A Procida. Foto: Angela Maione

E ora torniamo alla ristampa di Sanacore – «la celebrazione di un momento, una cristallizzazione di quello che eravamo negli anni ’90» – e un anniversario che sarà celebrato in tour, con date fissate per la primavera del 2021, Covid permettendo, con un anno di ritardo. Come saranno i prossimi live? «Domanda interessante», rispondono ridendo, considerata la precarietà di questi giorni. «Siamo i più penalizzati di tutti», dice Raiz. «Ora l’assembramento al concerto sembra una cosa pericolosissima. Io vivo a Roma e se scendo in strada vedo l’autobus 90 con su 200 persone sconosciute, tutte con le mascherine, certo… Ma che differenza c’è tra un nostro concerto e un autobus?». Risposta di Gennaro: «Facciamo un concerto sull’autobus!».
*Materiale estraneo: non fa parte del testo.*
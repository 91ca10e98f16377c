//! Persisted association between logical paths and physical targets

use crate::error::{LinkError, Result};
use crate::util::{is_absolute_like, same_logical, validate_logical};
use indexmap::IndexMap;
use serde::{Deserialize, Serialize};
use std::path::{Path, PathBuf};
use tracing::{debug, info, warn};

/// Ordered `logical -> physical` mapping
///
/// Insertion order is kept across load/persist and decides the order of the
/// rendered link blocks.
#[derive(Debug, Default, Clone, PartialEq, Eq, Serialize, Deserialize)]
#[serde(transparent)]
pub struct PathMapping {
    entries: IndexMap<String, String>,
}

impl PathMapping {
    pub fn new() -> Self {
        Self::default()
    }

    /// Insert or replace an entry, keeping the position of an existing key
    pub fn insert(
        &mut self,
        logical: impl Into<String>,
        target: impl Into<String>,
    ) -> Option<String> {
        self.entries.insert(logical.into(), target.into())
    }

    pub fn get(&self, logical: &str) -> Option<&str> {
        self.entries.get(logical).map(String::as_str)
    }

    pub fn contains(&self, logical: &str) -> bool {
        self.entries.contains_key(logical)
    }

    /// Existing key naming the same directory on a case-insensitive host
    pub fn find_ignore_case(&self, logical: &str) -> Option<&str> {
        if let Some((key, _)) = self.entries.get_key_value(logical) {
            return Some(key.as_str());
        }
        self.entries
            .keys()
            .find(|key| same_logical(key, logical))
            .map(String::as_str)
    }

    pub fn iter(&self) -> impl Iterator<Item = (&str, &str)> {
        self.entries.iter().map(|(k, v)| (k.as_str(), v.as_str()))
    }

    pub fn len(&self) -> usize {
        self.entries.len()
    }

    pub fn is_empty(&self) -> bool {
        self.entries.is_empty()
    }

    /// Load a mapping file; a missing file is an empty mapping
    ///
    /// Keys are normalized and must stay inside the project root. Hand-edited
    /// keys that collapse to the same directory, ignoring case, keep the
    /// first entry.
    pub fn load(path: &Path) -> Result<Self> {
        let content = match std::fs::read_to_string(path) {
            Ok(content) => content,
            Err(e) if e.kind() == std::io::ErrorKind::NotFound => {
                debug!("No mapping at {:?}, starting empty", path);
                return Ok(Self::new());
            }
            Err(e) => return Err(LinkError::mapping(path, e)),
        };

        if content.trim().is_empty() {
            return Ok(Self::new());
        }

        let raw: IndexMap<String, String> =
            serde_json::from_str(&content).map_err(|e| LinkError::mapping(path, e))?;

        let mut mapping = Self::new();
        for (key, target) in raw {
            let logical = validate_logical(&key).map_err(|e| LinkError::mapping(path, e))?;
            let target = target.trim();
            if target.is_empty() || !is_absolute_like(target) {
                return Err(LinkError::mapping(
                    path,
                    format!("target for '{logical}' must be an absolute path, got '{target}'"),
                ));
            }
            if let Some(first) = mapping.find_ignore_case(&logical) {
                warn!(
                    "{} in {:?} names the same directory as {}, keeping the first",
                    logical, path, first
                );
                continue;
            }
            mapping.insert(logical, target);
        }

        debug!("Loaded {} mappings from {:?}", mapping.len(), path);
        Ok(mapping)
    }

    /// Write the mapping as pretty JSON, replacing the file through a rename
    pub fn persist(&self, path: &Path) -> Result<()> {
        if let Some(parent) = path.parent()
            && !parent.as_os_str().is_empty()
        {
            std::fs::create_dir_all(parent)?;
        }

        let mut json =
            serde_json::to_string_pretty(self).map_err(|e| LinkError::mapping(path, e))?;
        json.push('\n');

        let temp = temp_path(path);
        std::fs::write(&temp, json)?;
        if let Err(e) = std::fs::rename(&temp, path) {
            let _ = std::fs::remove_file(&temp);
            return Err(e.into());
        }

        info!("Saved {} mappings to {:?}", self.len(), path);
        Ok(())
    }
}

impl<K: Into<String>, V: Into<String>> FromIterator<(K, V)> for PathMapping {
    fn from_iter<I: IntoIterator<Item = (K, V)>>(iter: I) -> Self {
        let mut mapping = Self::new();
        for (k, v) in iter {
            mapping.insert(k, v);
        }
        mapping
    }
}

fn temp_path(path: &Path) -> PathBuf {
    let mut name = path
        .file_name()
        .map(|n| n.to_os_string())
        .unwrap_or_else(|| "mapping".into());
    name.push(".tmp");
    path.with_file_name(name)
}
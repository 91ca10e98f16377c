//! Logical and physical path helpers

use crate::error::{LinkError, Result};

/// Normalize a project-relative directory reference
///
/// Backslashes become forward slashes, repeated separators collapse, and
/// `.` segments plus leading/trailing separators are dropped, so
/// `.\outputs\cultivos\` and `outputs//cultivos` both yield `outputs/cultivos`.
pub fn normalize_logical(raw: &str) -> String {
    raw.trim()
        .replace('\\', "/")
        .split('/')
        .filter(|segment| !segment.is_empty() && *segment != ".")
        .collect::<Vec<_>>()
        .join("/")
}

/// Normalize a logical path and reject shapes that cannot live under the project root
pub fn validate_logical(raw: &str) -> Result<String> {
    let trimmed = raw.trim();
    if trimmed.starts_with('/') || trimmed.starts_with('\\') || is_absolute_like(trimmed) {
        return Err(LinkError::InvalidLogical(format!(
            "'{trimmed}' must be relative to the project root"
        )));
    }

    let normalized = normalize_logical(trimmed);
    if normalized.is_empty() {
        return Err(LinkError::InvalidLogical("path is empty".to_string()));
    }
    if normalized.split('/').any(|segment| segment == "..") {
        return Err(LinkError::InvalidLogical(format!(
            "'{normalized}' must not leave the project root"
        )));
    }
    if let Some(ch) = normalized.chars().find(|ch| RESERVED_CHARS.contains(ch)) {
        return Err(LinkError::InvalidLogical(format!(
            "'{normalized}' contains '{ch}', which Windows paths cannot hold"
        )));
    }
    Ok(normalized)
}

/// Characters Windows rejects in file and directory names
pub const RESERVED_CHARS: &[char] = &[':', '|', '"', '<', '>', '*', '?'];

/// Case-insensitive logical path comparison, as NTFS resolves them
pub fn same_logical(a: &str, b: &str) -> bool {
    a.eq_ignore_ascii_case(b) || a.to_lowercase() == b.to_lowercase()
}

/// Whether a target looks absolute on either a POSIX or a Windows host
pub fn is_absolute_like(target: &str) -> bool {
    let bytes = target.as_bytes();
    if target.starts_with('/') || target.starts_with("\\\\") {
        return true;
    }
    bytes.len() >= 3
        && bytes[0].is_ascii_alphabetic()
        && bytes[1] == b':'
        && (bytes[2] == b'\\' || bytes[2] == b'/')
}

/// Clean operator input for a physical target
///
/// Strips whitespace and one pair of surrounding quotes, as produced by
/// "Copy as path" in Explorer.
pub fn clean_target(input: &str) -> &str {
    let trimmed = input.trim();
    for quote in ['"', '\''] {
        if trimmed.len() >= 2 && trimmed.starts_with(quote) && trimmed.ends_with(quote) {
            return trimmed[1..trimmed.len() - 1].trim();
        }
    }
    trimmed
}

/// Validate a physical target for a logical path
pub fn validate_target(logical: &str, input: &str) -> Result<String> {
    let target = clean_target(input);
    if target.is_empty() {
        return Err(LinkError::invalid_target(logical, "target path is empty"));
    }
    if !is_absolute_like(target) {
        return Err(LinkError::invalid_target(
            logical,
            format!("'{target}' is not an absolute path"),
        ));
    }
    Ok(target.to_string())
}

/// Convert a normalized logical path to Windows separators
pub fn to_windows(logical: &str) -> String {
    logical.replace('/', "\\")
}
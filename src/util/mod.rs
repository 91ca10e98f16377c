pub mod path;
pub mod powershell;

pub use path::{
    RESERVED_CHARS, clean_target, is_absolute_like, normalize_logical, same_logical, to_windows,
    validate_logical, validate_target,
};
pub use powershell::PsEscape;
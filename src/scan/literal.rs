//! String-literal scanning for output directory references

use crate::error::Result;
use crate::util::{RESERVED_CHARS, normalize_logical};
use regex::Regex;

/// Characters that mark the rest of a literal as dynamic
const DYNAMIC_MARKS: &[char] = &['{', '}', '*', '?', '%', '<', '>'];

/// Finds quoted literals whose first segment is one of the root markers
pub struct LiteralScanner {
    pattern: Regex,
}

impl LiteralScanner {
    pub fn new<S: AsRef<str>>(root_markers: &[S]) -> Result<Self> {
        let markers = root_markers
            .iter()
            .map(|m| regex::escape(m.as_ref()))
            .collect::<Vec<_>>()
            .join("|");

        // Either quote style; optional leading `./`; marker as a whole segment.
        let double = format!(r#""((?:\.[\\/]+)?(?:{markers})(?:[\\/][^"\r\n]*)?)""#);
        let single = format!(r#"'((?:\.[\\/]+)?(?:{markers})(?:[\\/][^'\r\n]*)?)'"#);
        let pattern = Regex::new(&format!("{double}|{single}"))?;

        Ok(Self { pattern })
    }

    /// Logical directory paths referenced in `content`, in order of appearance
    pub fn scan(&self, content: &str) -> Vec<String> {
        let mut found = Vec::new();
        for caps in self.pattern.captures_iter(content) {
            let Some(raw) = caps.get(1).or_else(|| caps.get(2)) else {
                continue;
            };
            if let Some(logical) = shape_literal(raw.as_str())
                && !found.contains(&logical)
            {
                found.push(logical);
            }
        }
        found
    }
}

/// Reduce a matched literal to the directory it names
///
/// Dynamic segments and anything after them are dropped, as is a trailing
/// file name. A literal naming only the marker root yields `None`, and so
/// does one with whitespace or reserved characters in a kept segment, which
/// is a message rather than a path.
pub fn shape_literal(raw: &str) -> Option<String> {
    let normalized = normalize_logical(raw);
    let mut segments: Vec<&str> = normalized
        .split('/')
        .take_while(|segment| *segment != ".." && !segment.contains(DYNAMIC_MARKS))
        .collect();

    if segments
        .iter()
        .any(|segment| segment.contains(char::is_whitespace) || segment.contains(RESERVED_CHARS))
    {
        return None;
    }

    if segments.len() > 1 && segments.last().is_some_and(|s| looks_like_file(s)) {
        segments.pop();
    }

    if segments.len() < 2 {
        return None;
    }
    Some(segments.join("/"))
}

fn looks_like_file(segment: &str) -> bool {
    match segment.rsplit_once('.') {
        Some((stem, ext)) => {
            !stem.is_empty() && !ext.is_empty() && ext.chars().all(|c| c.is_ascii_alphanumeric())
        }
        None => false,
    }
}
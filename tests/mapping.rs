// Integration tests for mapping persistence
use pathlink::error::LinkError;
use pathlink::mapping::PathMapping;

#[test]
fn test_persist_then_load_round_trip() {
    let dir = tempfile::tempdir().unwrap();
    let path = dir.path().join("symlinks.json");
    let mapping: PathMapping = [
        ("outputs/muestreos", "C:\\Users\\agro\\OneDrive\\Muestreos"),
        ("outputs/cultivos", "/data/cultivos"),
        ("outputs/kmz", "\\\\nas\\share\\kmz ñ"),
    ]
    .into_iter()
    .collect();

    mapping.persist(&path).unwrap();
    let loaded = PathMapping::load(&path).unwrap();

    assert_eq!(loaded, mapping);
    let keys: Vec<_> = loaded.iter().map(|(k, _)| k).collect();
    assert_eq!(keys, vec!["outputs/muestreos", "outputs/cultivos", "outputs/kmz"]);
}

#[test]
fn test_persisted_format_is_flat_json() {
    let dir = tempfile::tempdir().unwrap();
    let path = dir.path().join("nested/dir/symlinks.json");
    let mapping: PathMapping = [("outputs/cultivos", "/data/cultivos")].into_iter().collect();

    mapping.persist(&path).unwrap();

    let content = std::fs::read_to_string(&path).unwrap();
    assert_eq!(content, "{\n  \"outputs/cultivos\": \"/data/cultivos\"\n}\n");
    assert!(!dir.path().join("nested/dir/symlinks.json.tmp").exists());
}

#[test]
fn test_missing_file_is_empty_mapping() {
    let dir = tempfile::tempdir().unwrap();
    let mapping = PathMapping::load(&dir.path().join("absent.json")).unwrap();
    assert!(mapping.is_empty());
}

#[test]
fn test_hand_edited_keys_are_normalized() {
    let dir = tempfile::tempdir().unwrap();
    let path = dir.path().join("symlinks.json");
    std::fs::write(
        &path,
        r#"{
  "outputs\\cultivos\\": "/data/cultivos",
  "outputs/cultivos": "/other",
  "./outputs/kmz": "  D:\\kmz  "
}"#,
    )
    .unwrap();

    let mapping = PathMapping::load(&path).unwrap();
    let entries: Vec<_> = mapping.iter().collect();
    assert_eq!(
        entries,
        vec![("outputs/cultivos", "/data/cultivos"), ("outputs/kmz", "D:\\kmz")]
    );
}

#[test]
fn test_invalid_files_are_rejected() {
    let dir = tempfile::tempdir().unwrap();
    let path = dir.path().join("symlinks.json");

    for content in [
        "not json",
        r#"["outputs/a"]"#,
        r#"{"outputs/a": 3}"#,
        r#"{"outputs/a": ""}"#,
        r#"{"outputs/a": "relative/target"}"#,
        r#"{"": "/a"}"#,
        r#"{"outputs/../x": "/a"}"#,
        r#"{"outputs/../../Users/me/Documents": "D:\\Sync\\x"}"#,
        r#"{"C:\\x": "/a"}"#,
        r#"{"/etc/outputs": "/a"}"#,
        r#"{"outputs/a:b": "/a"}"#,
    ] {
        std::fs::write(&path, content).unwrap();
        let result = PathMapping::load(&path);
        assert!(
            matches!(result, Err(LinkError::Mapping { .. })),
            "accepted {content:?}"
        );
    }
}

#[test]
fn test_keys_differing_only_by_case_collapse() {
    let dir = tempfile::tempdir().unwrap();
    let path = dir.path().join("symlinks.json");
    std::fs::write(
        &path,
        r#"{
  "outputs/Kmz": "D:\\Sync\\kmz",
  "outputs/kmz": "D:\\Other",
  "outputs/cultivos": "/data/cultivos"
}"#,
    )
    .unwrap();

    let mapping = PathMapping::load(&path).unwrap();
    let entries: Vec<_> = mapping.iter().collect();
    assert_eq!(
        entries,
        vec![("outputs/Kmz", "D:\\Sync\\kmz"), ("outputs/cultivos", "/data/cultivos")]
    );
}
Insieme a Raiz, Gennaro e al tastierista Pablo ci sarà sul palco il bassista Paolo Baldini, dub-master nostrano stimato in tutto il mondo, già al lavoro sul prossimo album degli Almamegretta, atteso per il 2021. «Baldini dice sempre che siamo la ragione per cui ha iniziato a fare dub. Avere un collaboratore più giovane che è cresciuto con la tua musica ti dà la possibilità di avere un orecchio interno con l’obiettività dell’orecchio esterno».
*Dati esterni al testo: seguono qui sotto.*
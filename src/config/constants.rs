//! Constants for pathlink

/// Project-level configuration file
pub const CONFIG_FILE: &str = "pathlink.toml";

/// Default directory holding the pipeline scripts
pub const PIPELINES_DIR: &str = "scripts";

/// Default persisted mapping
pub const MAPPING_FILE: &str = "symlinks.json";

/// Default generated link-creation script
pub const SCRIPT_FILE: &str = "create_symlinks.ps1";

/// Default root markers a literal must start with to count as an output directory
pub const ROOT_MARKERS: &[&str] = &["outputs"];

/// Default scanned source extensions
pub const SOURCE_EXTENSIONS: &[&str] = &["py"];

/// Output directories the pipelines are known to write to
pub const WELL_KNOWN_PATHS: &[&str] = &["outputs/cultivos", "outputs/muestreos", "outputs/kmz"];

/// Directories never descended into while scanning
pub const SKIPPED_DIRS: &[&str] = &["__pycache__", "node_modules", "venv"];

/// Run logs, relative to the project root
pub const LOG_DIR: &str = ".pathlink/logs";

/// Run logs kept per project; older ones are deleted
pub const MAX_LOG_FILES: usize = 10;
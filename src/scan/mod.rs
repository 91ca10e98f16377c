//! Discovery of logical output paths

pub mod collector;
pub mod filters;
pub mod literal;

pub use collector::FileCollector;
pub use filters::{ExtensionFilter, FileFilter};
pub use literal::{LiteralScanner, shape_literal};

use crate::config::LinkConfig;
use crate::error::Result;
use crate::util::{normalize_logical, same_logical};
use indexmap::IndexMap;
use std::path::PathBuf;
use tracing::{debug, info, warn};

/// Discovered logical paths with the files that reference them
///
/// Well-known paths come first, then scan hits in first-seen order.
#[derive(Debug, Default, Clone, PartialEq)]
pub struct Discovery {
    entries: IndexMap<String, Vec<PathBuf>>,
}

impl Discovery {
    pub fn new() -> Self {
        Self::default()
    }

    /// Record a logical path; returns false when it was already known
    ///
    /// Paths differing only by case name one directory on Windows, so the
    /// first spelling seen is kept.
    pub fn insert(&mut self, logical: &str, source: Option<PathBuf>) -> bool {
        let mut key = normalize_logical(logical);
        if key.is_empty() {
            return false;
        }
        if !self.entries.contains_key(&key)
            && let Some(first) = self.entries.keys().find(|known| same_logical(known, &key))
        {
            warn!("{} differs from {} only by case, treating them as one", key, first);
            key = first.clone();
        }
        let is_new = !self.entries.contains_key(&key);
        let sources = self.entries.entry(key).or_default();
        if let Some(source) = source
            && !sources.contains(&source)
        {
            sources.push(source);
        }
        is_new
    }

    pub fn paths(&self) -> impl Iterator<Item = &str> {
        self.entries.keys().map(String::as_str)
    }

    /// Files a logical path was found in; empty for well-known paths
    pub fn sources(&self, logical: &str) -> &[PathBuf] {
        self.entries.get(logical).map(Vec::as_slice).unwrap_or(&[])
    }

    pub fn contains(&self, logical: &str) -> bool {
        self.entries.contains_key(logical)
    }

    pub fn len(&self) -> usize {
        self.entries.len()
    }

    pub fn is_empty(&self) -> bool {
        self.entries.is_empty()
    }
}

/// Scan the pipeline directory for output directory references
pub fn discover(config: &LinkConfig) -> Result<Discovery> {
    info!("Scanning pipeline sources in {:?}", config.pipelines_dir);

    let collector = FileCollector::new(ExtensionFilter::new(&config.extensions));
    let files = collector.collect(&config.pipelines_dir)?;
    let scanner = LiteralScanner::new(&config.root_markers)?;

    let mut discovery = Discovery::new();
    for logical in &config.well_known {
        discovery.insert(logical, None);
    }

    for file in files {
        let content = match std::fs::read(&file) {
            Ok(bytes) => String::from_utf8_lossy(&bytes).into_owned(),
            Err(e) => {
                warn!("Skipping unreadable source {:?}: {}", file, e);
                continue;
            }
        };

        for logical in scanner.scan(&content) {
            if discovery.insert(&logical, Some(file.clone())) {
                debug!("Discovered {} in {:?}", logical, file);
            }
        }
    }

    info!("Discovery completed, found {} logical paths", discovery.len());
    Ok(discovery)
}
//! Per-run debug log files kept under the project

use crate::config::constants::{LOG_DIR, MAX_LOG_FILES};
use crate::error::Result;
use std::fs::{File, OpenOptions};
use std::path::{Path, PathBuf};
use std::time::{SystemTime, UNIX_EPOCH};
use tracing::debug;

/// Directory holding the run logs of `project_dir`
pub fn log_dir(project_dir: &Path) -> PathBuf {
    project_dir.join(LOG_DIR)
}

/// Unique log file path named after the project folder, PID and timestamp
pub fn log_file_path(project_dir: &Path) -> Result<PathBuf> {
    let project = project_dir
        .canonicalize()
        .unwrap_or_else(|_| project_dir.to_path_buf());
    let folder_name = project
        .file_name()
        .map(|name| name.to_string_lossy().into_owned())
        .unwrap_or_else(|| "project".to_string());

    let timestamp = SystemTime::now()
        .duration_since(UNIX_EPOCH)
        .unwrap_or_default()
        .as_secs();
    let pid = std::process::id();

    Ok(log_dir(project_dir).join(format!("{folder_name}_{pid}_{timestamp}.log")))
}

/// Delete the oldest `*.log` files in `dir` so at most `keep` remain
///
/// Returns the number of files removed.
pub fn prune_logs(dir: &Path, keep: usize) -> Result<usize> {
    let mut logs = Vec::new();
    for entry in std::fs::read_dir(dir)? {
        let entry = entry?;
        let path = entry.path();
        if path.extension().is_none_or(|ext| ext != "log") || !path.is_file() {
            continue;
        }
        let modified = entry
            .metadata()
            .and_then(|meta| meta.modified())
            .unwrap_or(UNIX_EPOCH);
        logs.push((modified, path));
    }

    if logs.len() <= keep {
        return Ok(0);
    }

    logs.sort();
    let excess = logs.len() - keep;
    let mut removed = 0;
    for (_, path) in logs.into_iter().take(excess) {
        match std::fs::remove_file(&path) {
            Ok(()) => removed += 1,
            Err(e) => debug!("Could not remove old log {:?}: {}", path, e),
        }
    }
    Ok(removed)
}

/// Create this run's debug log file, pruning older runs first
pub fn create_log_file(project_dir: &Path) -> Result<File> {
    if !project_dir.is_dir() {
        return Err(std::io::Error::new(
            std::io::ErrorKind::NotFound,
            format!("project directory {} not found", project_dir.display()),
        )
        .into());
    }
    let dir = log_dir(project_dir);
    std::fs::create_dir_all(&dir)?;
    prune_logs(&dir, MAX_LOG_FILES.saturating_sub(1))?;

    let log_path = log_file_path(project_dir)?;
    let log_file = OpenOptions::new()
        .create(true)
        .write(true)
        .truncate(true)
        .open(&log_path)?;

    Ok(log_file)
}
Ma l’orecchio più importante è quello dei fan. Come suonerà dal vivo Sanacore 25 anni dopo? «La gente che ha comprato il disco ha ascoltato ogni pezzo centinaia di volte e vuole che lo canti come sull’album», spiega Raiz. «Io invece quel pezzo l’ho registrato una volta ed è finita lì. Il disco ha una vita propria: è una cosa tua, che devi studiare. Spesso quando siamo in studio diciamo “loro avrebbero fatto così”, riferendoci agli Alma di 25 anni fa. Sarà divertente cercare di essere fedeli a noi stessi».

Mario Merola sulle astronavi. Musica mediterranea del futuro. Parlando di altri dischi usciti nel 1995, spunta un altro album pubblicato nello stesso anno, Sempre più vicini dei Casino Royale, che come Sanacore aveva un sound spaziale, proiettato in avanti, tra Italia, Bristol trip hop e pianeti lontani. Che aria si respirava quell’anno? «C’era la voglia di restare italiani, ma confrontarsi assolutamente con il mondo. Ed era questa la vera forza di alcuni gruppi di quel periodo, come noi e i Casino Royale».
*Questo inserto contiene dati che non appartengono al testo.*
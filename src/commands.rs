use crate::config::LinkConfig;
use crate::error::Result;
use crate::mapping::PathMapping;
use crate::prompt::{Prompter, collect};
use crate::render::{count_link_blocks, render, write_script};
use crate::scan::discover;
use crate::util::{validate_logical, validate_target};
use notify::{EventKind, RecursiveMode};
use std::io::Write;
use std::path::Path;
use tracing::{debug, error, info, warn};

/// Discover, collect missing targets, persist and render
///
/// Nothing is written until every prompt is answered, so an interrupted run
/// leaves the previous mapping file untouched.
pub fn configure_command<P: Prompter>(
    config: &LinkConfig,
    prompter: &mut P,
) -> Result<PathMapping> {
    debug!("Starting configure command");
    debug!("Config: {:?}", config);

    let discovery = discover(config)?;
    let existing = PathMapping::load(&config.mapping_file)?;
    let mapping = collect(existing.clone(), &discovery, prompter)?;

    if mapping != existing || !config.mapping_file.exists() {
        mapping.persist(&config.mapping_file)?;
    } else {
        info!("Mapping unchanged");
    }

    render_once(config, &mapping)?;
    Ok(mapping)
}

/// Print discovered paths and whether each is mapped
pub fn scan_command<W: Write>(config: &LinkConfig, out: &mut W) -> Result<()> {
    let discovery = discover(config)?;
    let mapping = PathMapping::load(&config.mapping_file)?;

    for logical in discovery.paths() {
        match mapping.find_ignore_case(logical).and_then(|key| mapping.get(key)) {
            Some(target) => writeln!(out, "{logical} -> {target}")?,
            None => writeln!(out, "{logical} (unmapped)")?,
        }
        for source in discovery.sources(logical) {
            let shown = source.strip_prefix(&config.project_dir).unwrap_or(source.as_path());
            writeln!(out, "    found in {}", shown.display())?;
        }
    }
    Ok(())
}

/// Print the saved mapping in order
pub fn list_command<W: Write>(config: &LinkConfig, out: &mut W) -> Result<()> {
    let mapping = PathMapping::load(&config.mapping_file)?;
    if mapping.is_empty() {
        writeln!(out, "No mappings in {}", config.mapping_file.display())?;
        return Ok(());
    }
    for (logical, target) in mapping.iter() {
        writeln!(out, "{logical} -> {target}")?;
    }
    Ok(())
}

/// Add or update one entry, then persist and render
pub fn set_command(config: &LinkConfig, logical: &str, target: &str) -> Result<PathMapping> {
    let logical = validate_logical(logical)?;
    let target = validate_target(&logical, target)?;

    let mut mapping = PathMapping::load(&config.mapping_file)?;
    let logical = match mapping.find_ignore_case(&logical) {
        Some(existing) => existing.to_string(),
        None => logical,
    };
    match mapping.insert(logical.clone(), target.clone()) {
        Some(previous) if previous != target => {
            info!("Updated {}: {} -> {}", logical, previous, target)
        }
        Some(_) => info!("{} already maps to {}", logical, target),
        None => info!("Added {} -> {}", logical, target),
    }

    mapping.persist(&config.mapping_file)?;
    render_once(config, &mapping)?;
    Ok(mapping)
}

/// Regenerate the script, optionally following mapping edits
pub fn render_command(config: &LinkConfig, watch: bool) -> Result<()> {
    let mapping = PathMapping::load(&config.mapping_file)?;
    render_once(config, &mapping)?;

    if watch {
        info!("Entering watch mode...");
        watch_and_render(config)?;
    }
    Ok(())
}

fn render_once(config: &LinkConfig, mapping: &PathMapping) -> Result<()> {
    let script = render(mapping, config.target_project_root.as_deref());
    write_script(&script, &config.script_file)?;

    if count_link_blocks(&script) > 0 {
        warn!(
            "Running {} deletes any existing directory at each source path before linking it",
            config.script_file.display()
        );
    }
    Ok(())
}

/// Watch the mapping file and re-render on change
fn watch_and_render(config: &LinkConfig) -> Result<()> {
    use notify::{Config, RecommendedWatcher, Watcher};
    use std::sync::mpsc;
    use std::time::{Duration, Instant};

    let (tx, rx) = mpsc::channel();

    let mut watcher = RecommendedWatcher::new(
        move |res| {
            if let Err(e) = tx.send(res) {
                error!("Failed to send watch event: {}", e);
            }
        },
        Config::default(),
    )?;

    let watched_dir = match config.mapping_file.parent() {
        Some(parent) if !parent.as_os_str().is_empty() => parent.to_path_buf(),
        _ => std::path::PathBuf::from("."),
    };
    watcher.watch(&watched_dir, RecursiveMode::NonRecursive)?;
    debug!("Watching {:?} for changes to {:?}", watched_dir, config.mapping_file);

    let mut pending = false;
    let mut last_event_time = Instant::now();

    loop {
        match rx.recv_timeout(Duration::from_millis(100)) {
            Ok(Ok(event)) => match event.kind {
                EventKind::Create(_) | EventKind::Modify(_) => {
                    if event
                        .paths
                        .iter()
                        .any(|path| is_same_file_name(path, &config.mapping_file))
                    {
                        pending = true;
                        last_event_time = Instant::now();
                    }
                }
                _ => {}
            },
            Ok(Err(e)) => {
                warn!("Watch error: {}", e);
            }
            Err(mpsc::RecvTimeoutError::Timeout) => {
                if pending && last_event_time.elapsed() >= Duration::from_millis(200) {
                    pending = false;
                    info!("Mapping changed, re-rendering");

                    match PathMapping::load(&config.mapping_file)
                        .and_then(|mapping| render_once(config, &mapping))
                    {
                        Ok(()) => debug!("Re-render completed successfully"),
                        Err(e) => error!("Re-render failed: {}", e),
                    }
                }
            }
            Err(mpsc::RecvTimeoutError::Disconnected) => {
                error!("Watch channel disconnected");
                break;
            }
        }
    }

    Ok(())
}

fn is_same_file_name(event_path: &Path, mapping_file: &Path) -> bool {
    event_path.file_name().is_some() && event_path.file_name() == mapping_file.file_name()
}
Ovviamente la storia degli Almamegretta è andata avanti, ben oltre Sanacore (disco d’oro nel 1995, significa che aveva venduto almeno 50 mila copie fisiche). Ci fa piacere chiudere con un aneddoto raccontato da Raiz che risale ai tempi di Lingo, album uscito qualche anno dopo: «La nostra bandiera è stata sempre quella dei confini labili, molto positivamente ambigui. A Londra non capivano cosa dicevamo. Non gli sembravamo una Italian band e si chiedevano “Cos’è questa roba?”. Un tipo che ci ha ascoltati non aveva alcun dubbio: “Questi sono marocchini”».